На протяжении месяцев обязанности сиделки отвлекали его от страшных мыслей. Было время, когда все эти трубки, иглы и вторжения в тело жены вызывали у него отвращение. Но физическая работа по уходу за ней, сознание, что он может умерить ее страх неизбежного, возможность продлить ей жизнь, чтобы она попрощалась с сыновьями, утешение, которое давали эти практические задачи, после того как за все эти годы он принес другим так мало пользы, — все это помогало подавить исступленное неприятие происходящего.
Когда он готовился принять последние отчаянные меры, эта иллюзия полезности уже не мотивировала его. Дело было в том, что работа сиделки стала для него не просто занятием. В нем подспудно жила суеверная мысль: пока он ее лечит, она будет жить. Головой он уже давно понимал, что Маргарет скоро перестанет говорить и на что-либо реагировать, ее тело остынет и одеревенеет, а потом его у него отнимут и закопают в землю; но, стоя у ее постели, вооруженный этими бесполезными приспособлениями, он чувствовал, что в глубине души еще не принял этой безысходности, еще не верил, что через три или четыре дня не ссоры, неверность, скука или ненависть, а нечто совсем другое положит конец его браку. Навсегда.
Энрике вручил Ребекке талейнол и тюбик с мазью.
— Когда я скажу, дай мне сначала мазь, а потом свечу.

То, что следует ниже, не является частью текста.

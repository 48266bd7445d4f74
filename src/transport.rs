//! HTTP transport boundary.
//!
//! Every capability call is one blocking round trip through a [`Transport`].
//! The bundled [`HttpTransport`] uses reqwest's blocking client and requires
//! the `remote` feature (enabled by default); tests and embedders can supply
//! their own implementation.

use std::fmt;
use std::sync::Arc;

use crate::error::Error;

#[cfg(feature = "remote")]
use crate::types::ClientConfig;

/// Opaque error type returned by transports.
pub type BoxError = Box<dyn std::error::Error + Send + Sync>;

/// Header carrying the API key on every request.
pub const API_KEY_HEADER: &str = "X_KASABI_APIKEY";

/// HTTP methods used by the platform APIs.
#[derive(Debug, Clone, Copy, PartialEq, Eq, Hash)]
pub enum Method {
    Get,
    Post,
}

impl Method {
    pub fn as_str(&self) -> &'static str {
        match self {
            Method::Get => "GET",
            Method::Post => "POST",
        }
    }
}

impl fmt::Display for Method {
    fn fmt(&self, f: &mut fmt::Formatter<'_>) -> fmt::Result {
        f.write_str(self.as_str())
    }
}

/// Status, headers and body of one HTTP exchange.
#[derive(Debug, Clone, PartialEq, Eq)]
pub struct HttpResponse {
    pub status: u16,
    pub headers: Vec<(String, String)>,
    pub body: String,
}

impl HttpResponse {
    pub fn new(status: u16, body: impl Into<String>) -> Self {
        Self {
            status,
            headers: Vec::new(),
            body: body.into(),
        }
    }

    pub fn with_header(mut self, name: impl Into<String>, value: impl Into<String>) -> Self {
        self.headers.push((name.into(), value.into()));
        self
    }

    /// First value of a header, matched case-insensitively.
    pub fn header(&self, name: &str) -> Option<&str> {
        self.headers
            .iter()
            .find(|(n, _)| n.eq_ignore_ascii_case(name))
            .map(|(_, v)| v.as_str())
    }
}

/// Performs one HTTP exchange per call.
///
/// Implementations own connection handling, redirects, TLS and timeouts.
/// A non-success status is a normal return value, not an error.
pub trait Transport: Send + Sync {
    fn request(
        &self,
        method: Method,
        url: &str,
        headers: &[(&str, &str)],
        body: Option<&[u8]>,
    ) -> Result<HttpResponse, BoxError>;
}

/// Transport backed by `reqwest::blocking`. Follows redirects.
#[cfg(feature = "remote")]
#[derive(Debug, Clone)]
pub struct HttpTransport {
    client: reqwest::blocking::Client,
}

#[cfg(feature = "remote")]
impl HttpTransport {
    /// Build a transport using the timeout from `config`.
    ///
    /// # Errors
    ///
    /// Returns `Error::Configuration` if the HTTP client cannot be built.
    pub fn new(config: &ClientConfig) -> Result<Self, Error> {
        let client = reqwest::blocking::Client::builder()
            .timeout(config.timeout)
            .build()
            .map_err(|e| Error::Configuration {
                message: format!("cannot build HTTP client: {}", e),
            })?;
        Ok(Self { client })
    }
}

#[cfg(feature = "remote")]
impl Transport for HttpTransport {
    fn request(
        &self,
        method: Method,
        url: &str,
        headers: &[(&str, &str)],
        body: Option<&[u8]>,
    ) -> Result<HttpResponse, BoxError> {
        let mut builder = match method {
            Method::Get => self.client.get(url),
            Method::Post => self.client.post(url),
        };
        for (name, value) in headers {
            builder = builder.header(*name, *value);
        }
        if let Some(body) = body {
            builder = builder.body(body.to_vec());
        }

        let response = builder.send()?;
        let status = response.status().as_u16();
        let headers = response
            .headers()
            .iter()
            .filter_map(|(name, value)| {
                value
                    .to_str()
                    .ok()
                    .map(|v| (name.as_str().to_string(), v.to_string()))
            })
            .collect();
        let body = response.text()?;

        Ok(HttpResponse {
            status,
            headers,
            body,
        })
    }
}

/// Transport handle plus API key, shared read-only by a dataset and every
/// client discovered from it.
#[derive(Clone)]
pub struct Session {
    api_key: Arc<str>,
    transport: Arc<dyn Transport>,
}

impl fmt::Debug for Session {
    fn fmt(&self, f: &mut fmt::Formatter<'_>) -> fmt::Result {
        f.debug_struct("Session").finish_non_exhaustive()
    }
}

impl Session {
    pub fn new(api_key: impl Into<Arc<str>>, transport: Arc<dyn Transport>) -> Self {
        Self {
            api_key: api_key.into(),
            transport,
        }
    }

    /// GET `url` asking for `accept`.
    pub fn get(&self, url: &str, accept: &str) -> Result<HttpResponse, Error> {
        self.send(Method::Get, url, &[("accept", accept)], None)
    }

    /// POST `body` to `url` with the given content type and accept.
    pub fn post(
        &self,
        url: &str,
        content_type: &str,
        accept: &str,
        body: &[u8],
    ) -> Result<HttpResponse, Error> {
        self.send(
            Method::Post,
            url,
            &[("accept", accept), ("content-type", content_type)],
            Some(body),
        )
    }

    fn send(
        &self,
        method: Method,
        url: &str,
        headers: &[(&str, &str)],
        body: Option<&[u8]>,
    ) -> Result<HttpResponse, Error> {
        let mut all_headers = Vec::with_capacity(headers.len() + 1);
        all_headers.extend_from_slice(headers);
        all_headers.push((API_KEY_HEADER, &*self.api_key));

        tracing::debug!(%method, url, "sending request");
        let response = self
            .transport
            .request(method, url, &all_headers, body)
            .map_err(|source| Error::Transport {
                method,
                url: url.to_string(),
                source,
            })?;
        tracing::debug!(%method, url, status = response.status, "received response");
        Ok(response)
    }
}
//! Dataset discovery and routing tests.

use std::sync::{Arc, Mutex};

use kasabi::{
    parse_graph, serialize_graph, BoxError, CapabilityKind, ChangeSet, Dataset, Error, Graph,
    HttpResponse, JobType, Method, Outcome, RdfSyntax, ReconcileOptions, ResponseMode,
    SearchOptions, Term, Transport,
};
use oxrdf::{Literal, NamedNode, Triple};

const DATASET: &str = "http://data.kasabi.com/dataset/nasa";
const API: &str = "http://api.kasabi.com/dataset/nasa";

fn metadata() -> String {
    format!(
        r#"@prefix void: <http://rdfs.org/ns/void#> .
@prefix svc: <http://labs.kasabi.com/ns/services#> .
@prefix dct: <http://purl.org/dc/terms/> .

<{DATASET}> dct:title "NASA" ;
    void:sparqlEndpoint <{API}/apis/sparql> ;
    void:uriLookupEndpoint <{API}/apis/lookup> ;
    svc:searchEndpoint <{API}/apis/search> ;
    svc:reconciliationEndpoint <{API}/apis/reconcile> ;
    svc:storeEndpoint <{API}/store> ;
    svc:statusEndpoint "{API}/status" ;
    svc:jobsEndpoint <{API}/jobs> .

<http://data.kasabi.com/dataset/other> svc:attributionEndpoint <{API}/attribution> .
"#
    )
}

struct Request {
    method: Method,
    url: String,
    content_type: Option<String>,
    body: Option<Vec<u8>>,
}

/// In-process platform: serves metadata, keeps Turtle posted to the store and
/// answers lookups from it. Anything else is answered from `routes` by URL
/// prefix.
struct FakePlatform {
    metadata: (u16, String),
    routes: Vec<(String, HttpResponse)>,
    stored: Mutex<Graph>,
    requests: Mutex<Vec<Request>>,
}

impl FakePlatform {
    fn new(metadata: impl Into<String>) -> Self {
        Self::with_status(200, metadata)
    }

    fn with_status(status: u16, metadata: impl Into<String>) -> Self {
        Self {
            metadata: (status, metadata.into()),
            routes: Vec::new(),
            stored: Mutex::new(Graph::new()),
            requests: Mutex::new(Vec::new()),
        }
    }

    fn route(mut self, prefix: &str, response: HttpResponse) -> Self {
        self.routes.push((prefix.to_string(), response));
        self
    }

    fn count(&self, suffix: &str) -> usize {
        self.requests
            .lock()
            .unwrap()
            .iter()
            .filter(|r| r.url.ends_with(suffix))
            .count()
    }

    fn total(&self) -> usize {
        self.requests.lock().unwrap().len()
    }

    fn last_url(&self) -> String {
        self.requests.lock().unwrap().last().unwrap().url.clone()
    }
}
//! Runtime configuration for every pipeline stage.
//!
//! All tunables live here as explicit structs with sensible defaults, so the
//! resilience machinery itself never hard-codes thresholds or weights.

use std::collections::HashMap;
use std::time::Duration;

/// Circuit breaker behavior, shared by every coordination backend.
#[derive(Debug, Clone)]
pub struct BreakerConfig {
    /// Consecutive failures before the circuit opens.
    pub failure_threshold: u32,

    /// How long an open circuit rejects dispatch before admitting a probe.
    pub open_window: Duration,
}

impl Default for BreakerConfig {
    fn default() -> Self {
        Self {
            failure_threshold: 5,
            open_window: Duration::from_secs(60),
        }
    }
}

/// Bounded scrape queue behavior.
#[derive(Debug, Clone)]
pub struct QueueConfig {
    /// Maximum queued jobs across all sources.
    pub capacity: usize,

    /// How long `enqueue` blocks under backpressure before `QueueFull`.
    pub enqueue_timeout: Duration,

    /// How long `dequeue` blocks on an empty queue before yielding `None`.
    pub dequeue_timeout: Duration,
}

impl Default for QueueConfig {
    fn default() -> Self {
        Self {
            capacity: 64,
            enqueue_timeout: Duration::from_secs(5),
            dequeue_timeout: Duration::from_secs(2),
        }
    }
}

/// Scrape coordinator behavior.
#[derive(Debug, Clone)]
pub struct ScrapeConfig {
    /// Number of concurrent scrape workers; bounds platform-request concurrency.
    pub worker_count: usize,

    /// Attempts per job before the failure is reported to the submitter.
    pub retry_max_attempts: u32,

    /// Base delay for exponential retry backoff (doubles per attempt).
    pub retry_base_delay: Duration,

    /// Per-source request rate limits (requests per second). Sources absent
    /// from the map are not rate-limited.
    pub source_rps: HashMap<String, f64>,

    /// How long the submitter waits for all job outcomes before giving up on
    /// stragglers.
    pub collect_timeout: Duration,

    /// Default priority for sources without an explicit override
    /// (lower dispatches first).
    pub default_priority: u32,

    /// Per-source priority overrides.
    pub source_priorities: HashMap<String, u32>,
}

impl Default for ScrapeConfig {
    fn default() -> Self {
        Self {
            worker_count: 5,
            retry_max_attempts: 3,
            retry_base_delay: Duration::from_millis(500),
            source_rps: HashMap::new(),
            collect_timeout: Duration::from_secs(120),
            default_priority: 100,
            source_priorities: HashMap::new(),
        }
    }
}

/// Heat score weighting. Weights are normalized at scoring time, so they only
/// need to be meaningful relative to each other.
#[derive(Debug, Clone)]
pub struct HeatConfig {
    pub weight_platform_percentile: f64,
    pub weight_velocity: f64,
    pub weight_freshness: f64,
    pub weight_cross_platform: f64,

    /// Half-life of the freshness decay, in hours.
    pub freshness_half_life_hours: f64,

    /// Items older than this score zero freshness.
    pub freshness_max_age_hours: f64,

    /// Multiplicative per-platform boost (platform name, lowercase).
    pub platform_weights: HashMap<String, f64>,
}

impl Default for HeatConfig {
    fn default() -> Self {
        Self {
            weight_platform_percentile: 0.45,
            weight_velocity: 0.25,
            weight_freshness: 0.20,
            weight_cross_platform: 0.10,
            freshness_half_life_hours: 12.0,
            freshness_max_age_hours: 72.0,
            platform_weights: HashMap::new(),
        }
    }
}

/// Parse router behavior.
#[derive(Debug, Clone)]
pub struct ParseConfig {
    /// Contract schema version produced and accepted by the router.
    pub schema_version: String,

    /// Confidence below this routes away from `completed`.
    pub low_confidence_threshold: f64,

    /// Immediate in-run retries granted to low-confidence results.
    pub low_confidence_retry_attempts: u32,

    /// Total attempts after which a low-confidence source goes to manual
    /// review instead of another delayed retry.
    pub manual_review_after_attempts: u32,

    /// Attempts per router invocation (in-run retries for recoverable errors).
    pub max_attempts_per_run: u32,

    /// Total attempts after which recoverable errors stop retrying and
    /// dead-letter instead.
    pub recoverable_max_attempts: u32,

    /// Base delay for the delayed-retry exponential backoff.
    pub retry_base_delay: Duration,

    /// Cap for the delayed-retry backoff.
    pub retry_max_delay: Duration,

    /// Whether the (content_hash, schema_version) result cache is consulted.
    pub cache_enabled: bool,

    /// Maximum entries held by the parse result cache.
    pub cache_capacity: u64,

    /// Batch size for `parse_pending`.
    pub batch_size: usize,
}

impl Default for ParseConfig {
    fn default() -> Self {
        Self {
            schema_version: "v1".to_string(),
            low_confidence_threshold: 0.55,
            low_confidence_retry_attempts: 1,
            manual_review_after_attempts: 4,
            max_attempts_per_run: 2,
            recoverable_max_attempts: 5,
            retry_base_delay: Duration::from_secs(30),
            retry_max_delay: Duration::from_secs(1800),
            cache_enabled: true,
            cache_capacity: 10_000,
            batch_size: 50,
        }
    }
}

/// Length and style constraints for one target platform.
#[derive(Debug, Clone)]
pub struct PlatformConstraint {
    pub title_min: usize,
    pub title_max: usize,
    pub body_min: usize,
    pub body_max: usize,
    pub max_hashtags: usize,
    /// Free-form style rules injected into the prompt.
    pub style_rules: Vec<String>,
}

impl Default for PlatformConstraint {
    fn default() -> Self {
        Self {
            title_min: 4,
            title_max: 80,
            body_min: 80,
            body_max: 2000,
            max_hashtags: 6,
            style_rules: Vec::new(),
        }
    }
}

/// Generation stage behavior.
#[derive(Debug, Clone)]
pub struct GenerationConfig {
    /// Per-platform prompt constraints; platforms absent from the map use
    /// `default_constraint`.
    pub constraints: HashMap<String, PlatformConstraint>,
    pub default_constraint: PlatformConstraint,

    /// Words that must never appear in generated output.
    pub banned_words: Vec<String>,

    /// Corrective re-generation attempts after the first draft
    /// (0 disables self-repair).
    pub self_repair_max_attempts: u32,

    /// Wall-clock budget for the whole stage, including repairs.
    pub stage_budget: Duration,

    /// Per-call generation token cap.
    pub max_tokens: u32,

    pub min_quality_score: f64,
    pub min_compliance_score: f64,
    pub max_repeat_ratio: f64,

    /// How many recent accepted bodies to compare against for repetition.
    pub recent_output_window: usize,
}

impl Default for GenerationConfig {
    fn default() -> Self {
        Self {
            constraints: HashMap::new(),
            default_constraint: PlatformConstraint::default(),
            banned_words: Vec::new(),
            self_repair_max_attempts: 2,
            stage_budget: Duration::from_secs(90),
            max_tokens: 2048,
            min_quality_score: 0.60,
            min_compliance_score: 0.80,
            max_repeat_ratio: 0.85,
            recent_output_window: 20,
        }
    }
}

impl GenerationConfig {
    pub fn constraint_for(&self, platform: &str) -> &PlatformConstraint {
        self.constraints
            .get(platform)
            .unwrap_or(&self.default_constraint)
    }
}

/// Publish gate thresholds.
#[derive(Debug, Clone)]
pub struct GateConfig {
    pub min_quality_score: f64,
    pub min_compliance_score: f64,
    pub max_repetition_ratio: f64,

    /// Simhash hamming distance at or below which two drafts for the same
    /// platform are near-duplicates.
    pub near_duplicate_hamming: u32,
}

impl Default for GateConfig {
    fn default() -> Self {
        Self {
            min_quality_score: 0.60,
            min_compliance_score: 0.80,
            max_repetition_ratio: 0.85,
            near_duplicate_hamming: 5,
        }
    }
}

/// Publishing behavior (best-effort with bounded retries; no exactly-once).
#[derive(Debug, Clone)]
pub struct PublishConfig {
    pub retry_max_attempts: u32,
    pub retry_delay: Duration,

    /// Cap on drafts sent to video generation per run.
    pub video_max_drafts: usize,
    pub video_poll_interval: Duration,
    pub video_max_wait: Duration,
}

impl Default for PublishConfig {
    fn default() -> Self {
        Self {
            retry_max_attempts: 3,
            retry_delay: Duration::from_secs(5),
            video_max_drafts: 5,
            video_poll_interval: Duration::from_secs(10),
            video_max_wait: Duration::from_secs(600),
        }
    }
}

/// Aggregated settings for wiring a full pipeline.
#[derive(Debug, Clone, Default)]
pub struct PipelineSettings {
    pub breaker: BreakerConfig,
    pub queue: QueueConfig,
    pub scrape: ScrapeConfig,
    pub heat: HeatConfig,
    pub parse: ParseConfig,
    pub generation: GenerationConfig,
    pub gate: GateConfig,
    pub publish: PublishConfig,
}

#[cfg(test)]
mod tests {
    use super::*;

    #[test]
    fn defaults_are_consistent() {
        let settings = PipelineSettings::default();
        assert!(settings.breaker.failure_threshold > 0);
        assert!(settings.queue.capacity > 0);
        assert!(settings.parse.low_confidence_threshold < 1.0);
        assert!(settings.generation.min_quality_score <= settings.gate.min_quality_score);
    }

    #[test]
    fn constraint_lookup_falls_back_to_default() {
        let mut config = GenerationConfig::default();
        config.constraints.insert(
            "wechat".to_string(),
            PlatformConstraint {
                body_max: 5000,
                ..PlatformConstraint::default()
            },
        );

        assert_eq!(config.constraint_for("wechat").body_max, 5000);
        assert_eq!(
            config.constraint_for("unknown").body_max,
            config.default_constraint.body_max
        );
    }
}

Его сестра выглядела встревоженной и неуверенной. Она никогда не занималась уходом за больными. И хотя она уже научилась без брезгливости смотреть на содержимое пакета ЧЭД, ей ни разу не приходилось присутствовать при остальных процедурах. Но она храбрилась как могла, и Энрике знал: она не подведет его, если Маргарет вдруг начнет сопротивляться.
Он заколебался на мгновение, изучая застывшую свернувшуюся фигуру под одеялами, чувствуя себя идиотом — зачем ему нарушать ее забвение? Она хотела прекратить агонию, так почему бы ему не оставить ее в покое? Я стараюсь облегчить ее страдания, напомнил он себе, гоня мысль, что делает это ради себя, чтобы им удалось поговорить. Держа в руках соединительный шланг для внутривенного вливания, Энрике приподнял одеяла, чтобы взглянуть на ее тело. Глаза Маргарет были плотно закрыты, лицо неподвижно, как маска. Она не шевелилась и не возражала. Он видел, как приподнимается и опускается ее грудь. Она жива, с облегчением подумал он, хоть и подозревал, что это эгоистично. К счастью, вырез футболки Маргарет был достаточно низким, чтобы открыть доступ к трем разноцветным крышечкам, прикрывавшим вход в вены. Засунув голову под одеяло, Энрике открутил синюю крышечку, промыл вход антисептическим средством, которое уже держал наготове, и подсоединил систему с антибиотиком. Осторожно подавшись назад, он вернул одеяла на прежнее место, выпрямился, открыл кран и отрегулировал скорость подачи лекарства.